Lloyd Pierce rolled out a starting five of Trae Young, DeAndre’ Bembry, De’Andre Hunter, John Collins, and Damian Jones. Once he’s healthy and cleared for action, Kevin Huerter will assume his role as starting two-guard. Even with the injuries, though, Pierce gave us a potential glimpse into his rotational choices.

Obviously, Young and Collins will receive significant minutes. Well over 30 per game each. Hunter will probably get a similar workload, but he’s a less proven asset and, in year one, probably won’t have the same impact on winning. 

Huerter’s absence makes it hard to get a read on the exact layout of the wing rotation. Reddish was the first player off the bench, but he replaced Bembry, who will soon move to the second unit. Bembry is the longest tenured Hawk and looked comfortable, both as a two-guard and as a backup point guard in Turner’s absence. It’s safe to assume Bembry is in line for more playing time than Reddish, at least early in the season. 
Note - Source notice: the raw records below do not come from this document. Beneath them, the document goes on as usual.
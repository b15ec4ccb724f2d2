/* ************************************************************************ **
** This file is part of colmat, and is licensed under EITHER the MIT        **
** license or the Apache 2.0 license, at your option.                       **
**                                                                          **
**     http://www.apache.org/licenses/LICENSE-2.0                           **
**     http://opensource.org/licenses/MIT                                   **
** ************************************************************************ */

//! Randomized checks of the algebraic laws of `M34`.
//!
//! Each law is run for a number of trials on fresh random matrices.
//! The first violation is returned as an error describing the inputs.

use crate::FailResult;
use crate::{dot, mat, M23, M24, M33, M34, M43, M44, V3, V4};

use colmat_assert_close::{CheckClose, Tolerances};
use num_traits::Zero;
use rand::{Rng, SeedableRng, XorShiftRng};

/// Relative tolerance for laws that are only exact up to rounding.
const REL_TOL: f64 = 1e-12;

/// Source of random inputs.
pub struct Sampler {
    rng: XorShiftRng,
}

impl Sampler {
    /// A reproducible sampler.
    pub fn from_seed(seed: u64) -> Self {
        // XorShift must not be seeded with all zeros.
        let seed = [seed as u32, (seed >> 32) as u32, 0x193a_6754, 0xa8a7_d469];
        Sampler { rng: XorShiftRng::from_seed(seed) }
    }

    /// A sampler seeded from the OS.
    pub fn from_entropy() -> Self
    { Sampler { rng: rand::weak_rng() } }

    fn float(&mut self) -> f64
    { self.rng.gen_range(-100.0, 100.0) }

    fn int(&mut self) -> i32
    { self.rng.gen_range(-1000, 1001) }

    fn m34_f64(&mut self) -> M34<f64>
    { mat::from_fn(|_, _| self.float()) }

    fn m34_i32(&mut self) -> M34<i32>
    { mat::from_fn(|_, _| self.int()) }

    fn m34_f32(&mut self) -> M34<f32>
    { self.m34_f64().cast() }

    fn m34_u32(&mut self) -> M34<u32>
    { mat::from_fn(|_, _| self.rng.gen_range(0, 1000)) }

    fn nonzero_f64(&mut self) -> f64 {
        let s = self.rng.gen_range(0.5, 50.0);
        if self.rng.gen() { s } else { -s }
    }

    fn nonzero_i32(&mut self) -> i32 {
        let s = self.rng.gen_range(1, 20);
        if self.rng.gen() { s } else { -s }
    }
}

/// A named property, checked once per trial.
pub struct Law {
    pub name: &'static str,
    pub check: fn(&mut Sampler) -> FailResult<()>,
}

pub const LAWS: &[Law] = &[
    Law { name: "M + 0 == M and M * 1 == M", check: scalar_identities },
    Law { name: "M - M == 0", check: self_difference },
    Law { name: "(M * s) / s == M", check: scale_unscale },
    Law { name: "3x3 into 3x4 pads with the identity", check: resize_from_3x3 },
    Law { name: "M * v takes combinations of columns", check: matrix_vector },
    Law { name: "v * M dots with each column", check: vector_matrix },
    Law { name: "products have the outer shape", check: product_shapes },
    Law { name: "increment and decrement touch every element once", check: increments },
    Law { name: "m += m matches m + m", check: self_aliased_assign },
];

/// Run every law, returning the first failure.
pub fn run_all(sampler: &mut Sampler, trials: u32) -> FailResult<()> {
    for law in LAWS {
        info!("checking: {}", law.name);
        for trial in 0..trials {
            trace!("{}: trial {}", law.name, trial);
            (law.check)(sampler).map_err(|e| {
                format_err!("law '{}' failed on trial {}: {}", law.name, trial, e)
            })?;
        }
        info!("ok: {}", law.name);
    }
    info!("all {} laws held over {} trials each", LAWS.len(), trials);
    Ok(())
}

fn check_close_m34(a: &M34<f64>, b: &M34<f64>) -> FailResult<()> {
    let tol = Tolerances { rel: REL_TOL, abs: 0.0 };
    a.as_flat().check_close(b.as_flat(), tol)?;
    Ok(())
}

fn scalar_identities(sampler: &mut Sampler) -> FailResult<()> {
    let m = sampler.m34_f64();
    if m + 0.0 != m || m * 1.0 != m {
        bail!("identity law violated for {:?}", m);
    }

    let m = sampler.m34_f32();
    if m + 0.0 != m || m * 1.0 != m || 1.0f32 * m != m {
        bail!("identity law violated for {:?}", m);
    }

    let m = sampler.m34_i32();
    if m + 0 != m || m * 1 != m || 1 * m != m || 0 + m != m {
        bail!("identity law violated for {:?}", m);
    }

    let m = sampler.m34_u32();
    if m + 0 != m || m * 1 != m || 1u32 * m != m || 0u32 + m != m {
        bail!("identity law violated for {:?}", m);
    }
    Ok(())
}

fn self_difference(sampler: &mut Sampler) -> FailResult<()> {
    let m = sampler.m34_f64();
    if !(m - m).is_zero() {
        bail!("M - M is {:?} for M = {:?}", m - m, m);
    }

    let m = sampler.m34_f32();
    if !(m - m).is_zero() {
        bail!("M - M is {:?} for M = {:?}", m - m, m);
    }

    let m = sampler.m34_i32();
    if (&m - &m) != M34::zero() {
        bail!("M - M is {:?} for M = {:?}", &m - &m, m);
    }

    let m = sampler.m34_u32();
    if !(m - m).is_zero() {
        bail!("M - M is {:?} for M = {:?}", m - m, m);
    }
    Ok(())
}

fn scale_unscale(sampler: &mut Sampler) -> FailResult<()> {
    let m = sampler.m34_f64();
    let s = sampler.nonzero_f64();
    check_close_m34(&((m * s) / s), &m)?;

    let m = sampler.m34_f32();
    let s = sampler.nonzero_f64() as f32;
    let back = (m * s) / s;
    let tol = Tolerances { rel: 1e-5, abs: 0.0 };
    back.as_flat().check_close(m.as_flat(), tol)?;

    let m = sampler.m34_i32();
    let s = sampler.nonzero_i32();
    if (m * s) / s != m {
        bail!("(M * {}) / {} != M for M = {:?}", s, s, m);
    }

    let m = sampler.m34_u32();
    let s = sampler.nonzero_i32().abs() as u32;
    if (m * s) / s != m {
        bail!("(M * {}) / {} != M for M = {:?}", s, s, m);
    }
    Ok(())
}

fn resize_from_3x3(sampler: &mut Sampler) -> FailResult<()> {
    let src: M33<i32> = mat::from_fn(|_, _| sampler.int());
    let out: M34<i32> = M34::resize_from(&src);
    for c in 0..3 {
        for r in 0..3 {
            if out[c][r] != src[c][r] {
                bail!("element ({}, {}) was not copied from {:?}", c, r, src);
            }
        }
        // The fourth row lies off the generalized diagonal for every column.
        if out[c][3] != 0 {
            bail!("element ({}, 3) of {:?} is not zero", c, out);
        }
    }

    if M34::resize_from(&M33::<f64>::eye()) != M34::eye() {
        bail!("the 3x3 identity did not become the 3x4 identity");
    }
    Ok(())
}

fn matrix_vector(sampler: &mut Sampler) -> FailResult<()> {
    let first = V4([sampler.int(), sampler.int(), sampler.int(), sampler.int()]);
    let m = M34::from_cols(first, V4::zero(), V4::zero());
    if m * V3([1, 0, 0]) != first {
        bail!("M * (1, 0, 0) is not the first column of {:?}", m);
    }

    let m = sampler.m34_i32();
    let v = V3([sampler.int(), sampler.int(), sampler.int()]);
    let expected = m[0] * v[0] + m[1] * v[1] + m[2] * v[2];
    if m * v != expected {
        bail!("M * v is {:?} instead of {:?}", m * v, expected);
    }
    Ok(())
}

fn vector_matrix(sampler: &mut Sampler) -> FailResult<()> {
    let m = sampler.m34_i32();
    let v = V4([sampler.int(), sampler.int(), sampler.int(), sampler.int()]);
    let expected = V3([dot(&v, &m[0]), dot(&v, &m[1]), dot(&v, &m[2])]);
    if v * m != expected {
        bail!("v * M is {:?} instead of {:?}", v * m, expected);
    }
    Ok(())
}

fn product_shapes(sampler: &mut Sampler) -> FailResult<()> {
    let a = sampler.m34_i32();

    // out[c][r] = dot(row r of a, column c of b)
    let b: M43<i32> = mat::from_fn(|_, _| sampler.int());
    let ab: M44<i32> = a * b;
    let expected: M44<i32> = mat::from_fn(|c, r| dot(&a.row(r), &b[c]));
    if ab != expected {
        bail!("3x4 * 4x3 disagrees with row-column dot products");
    }

    let b: M33<i32> = mat::from_fn(|_, _| sampler.int());
    let ab: M34<i32> = a * b;
    let expected: M34<i32> = mat::from_fn(|c, r| dot(&a.row(r), &b[c]));
    if ab != expected {
        bail!("3x4 * 3x3 disagrees with row-column dot products");
    }

    let b: M23<i32> = mat::from_fn(|_, _| sampler.int());
    let ab: M24<i32> = &a * &b;
    let expected: M24<i32> = mat::from_fn(|c, r| dot(&a.row(r), &b[c]));
    if ab != expected {
        bail!("3x4 * 2x3 disagrees with row-column dot products");
    }
    Ok(())
}

fn increments(sampler: &mut Sampler) -> FailResult<()> {
    let start = sampler.m34_i32();
    let mut m = start;

    let before = m.post_incr();
    if before != start || m != start + 1 {
        bail!("post_incr returned {:?} and left {:?}, starting from {:?}", before, m, start);
    }

    let after = *m.incr();
    if after != m || m != start + 2 {
        bail!("incr returned {:?} and left {:?}, starting from {:?}", after, m, start);
    }

    let before = m.post_decr();
    if before != start + 2 || *m.decr() != start {
        bail!("decrement did not undo increment, starting from {:?}", start);
    }
    Ok(())
}

fn self_aliased_assign(sampler: &mut Sampler) -> FailResult<()> {
    let m = sampler.m34_f64();
    let mut aliased = m;
    aliased += aliased;
    if aliased != m + m {
        bail!("m += m gave {:?} instead of {:?}", aliased, m + m);
    }

    let m = sampler.m34_i32();
    let mut aliased = m;
    aliased -= aliased;
    if !aliased.is_zero() {
        bail!("m -= m gave {:?}", aliased);
    }
    Ok(())
}

#[cfg(test)]
mod tests {
    use super::*;

    #[test]
    fn all_laws_hold() {
        run_all(&mut Sampler::from_seed(0), 50).unwrap();
        run_all(&mut Sampler::from_entropy(), 10).unwrap();
    }

    #[test]
    fn seeded_samplers_agree() {
        let a = Sampler::from_seed(42).m34_f64();
        let b = Sampler::from_seed(42).m34_f64();
        assert_eq!(a, b);
    }

    #[test]
    fn close_check_reports_mismatch() {
        let m = M34::<f64>::eye();
        assert!(check_close_m34(&m, &m).is_ok());
        assert!(check_close_m34(&m, &(m * 2.0)).is_err());
    }

    #[test]
    fn laws_have_distinct_names() {
        let mut names: Vec<_> = LAWS.iter().map(|law| law.name).collect();
        names.sort();
        names.dedup();
        assert_eq!(names.len(), LAWS.len());
    }
}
Jones getting the start over Len was an interesting choice. Len is the more complete offensive talent, with a shiny new 3-point shot unveiled last season. But Jones is a shade younger, is a more dynamic athlete, and could help fill Dewayne Dedmon’s void as a rim protector. As Len works back from an injury, it will be interesting to see how his timeshare with Jones plays out.

The Hawks’ next preseason game is Wednesday at 7:30 PM E.T. — a home matchup against the Orlando Magic.